▶ _EXERCISE PROMPT_: Search the data for lines holding the word "ScoreRange". State how many there are, and nothing else.

--------------------

//! Leaderboard entries and submission validation

use chrono::{DateTime, Utc};
use serde::{Deserialize, Serialize};

/// Maximum player name length (in characters, after trimming)
pub const MAX_NAME_CHARS: usize = 20;

/// Highest score accepted
pub const MAX_SCORE: u32 = 100_000;

/// One ranked result
#[derive(Debug, Clone, PartialEq, Eq, Serialize, Deserialize)]
pub struct LeaderboardEntry {
    pub name: String,
    pub score: u32,
    /// When the score was recorded
    #[serde(rename = "date")]
    pub recorded_at: DateTime<Utc>,
}

impl LeaderboardEntry {
    pub fn new(name: impl Into<String>, score: u32) -> Self {
        Self {
            name: name.into(),
            score,
            recorded_at: Utc::now(),
        }
    }
}

/// Rejected submission shape
#[derive(Debug, Clone, PartialEq, Eq, thiserror::Error)]
pub enum ValidationError {
    #[error("Name must be 1-20 characters long")]
    NameLength,

    #[error("Score must be a number")]
    ScoreType,

    #[error("Score must be between 0 and 100000")]
    ScoreRange,

    #[error("Invalid request: {0}")]
    Malformed(String),
}

impl ValidationError {
    /// Recover the error from its message (as returned by the API)
    pub fn from_message(message: &str) -> Self {
        [Self::NameLength, Self::ScoreType, Self::ScoreRange]
            .into_iter()
            .find(|e| e.to_string() == message)
            .unwrap_or_else(|| Self::Malformed(message.to_string()))
    }
}

/// Trim a name, strip angle brackets and check its length
pub fn validate_name(raw: &str) -> Result<String, ValidationError> {
    let name: String = raw.trim().chars().filter(|c| !matches!(*c, '<' | '>')).collect();
    let name = name.trim();
    let len = name.chars().count();

    if len == 0 || len > MAX_NAME_CHARS {
        return Err(ValidationError::NameLength);
    }

    Ok(name.to_string())
}

/// Floor a score to an integer and check its range
pub fn validate_score(raw: f64) -> Result<u32, ValidationError> {
    if !raw.is_finite() {
        return Err(ValidationError::ScoreType);
    }

    let floored = raw.floor();
    if floored < 0.0 || floored > MAX_SCORE as f64 {
        return Err(ValidationError::ScoreRange);
    }

    Ok(floored as u32)
}

/// Validate a JSON score value (numbers only)
pub fn validate_score_value(raw: &serde_json::Value) -> Result<u32, ValidationError> {
    raw.as_f64()
        .ok_or(ValidationError::ScoreType)
        .and_then(validate_score)
}

/// Validate a JSON name value (strings only)
pub fn validate_name_value(raw: &serde_json::Value) -> Result<String, ValidationError> {
    raw.as_str()
        .ok_or(ValidationError::NameLength)
        .and_then(validate_name)
}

--------------------

▶ _ANSWER BELOW_: 3